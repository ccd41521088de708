use reqwest::{Client as HttpClient, StatusCode};

use super::MovieDatabase;
use crate::{
    error::{AppError, AppResult},
    models::{Movie, TmdbPage},
};

/// TMDB movie database client
#[derive(Clone)]
pub struct TmdbClient {
    http_client: HttpClient,
    api_key: String,
    api_url: String,
}

impl TmdbClient {
    pub fn new(api_key: String, api_url: String) -> Self {
        Self {
            http_client: HttpClient::new(),
            api_key,
            api_url,
        }
    }

    fn similar_url(&self, movie_id: u64) -> String {
        format!(
            "{}/movie/{}/similar",
            self.api_url.trim_end_matches('/'),
            movie_id
        )
    }
}

#[async_trait::async_trait]
impl MovieDatabase for TmdbClient {
    async fn similar_movies(&self, movie_id: u64) -> AppResult<Vec<Movie>> {
        let response = self
            .http_client
            .get(self.similar_url(movie_id))
            .query(&[
                ("api_key", self.api_key.as_str()),
                ("language", "en-US"),
                ("page", "1"),
            ])
            .send()
            .await?;

        if response.status() == StatusCode::NOT_FOUND {
            return Err(AppError::NotFound(format!("Movie {} not found", movie_id)));
        }

        if !response.status().is_success() {
            let status = response.status();
            let body = response.text().await.unwrap_or_default();
            tracing::error!(
                movie_id = movie_id,
                status = %status,
                body = %body,
                "TMDB request failed"
            );
            return Err(AppError::ExternalApi(format!(
                "TMDB returned status {}: {}",
                status, body
            )));
        }

        let page: TmdbPage = response.json().await?;
        let movies: Vec<Movie> = page.results.into_iter().map(Movie::from).collect();

        tracing::info!(
            movie_id = movie_id,
            result_count = movies.len(),
            "Fetched similar movies from TMDB"
        );

        Ok(movies)
    }
}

## Try it:
Report how many lines in this data include the string "AppError", and nothing else.

## Answer box:
3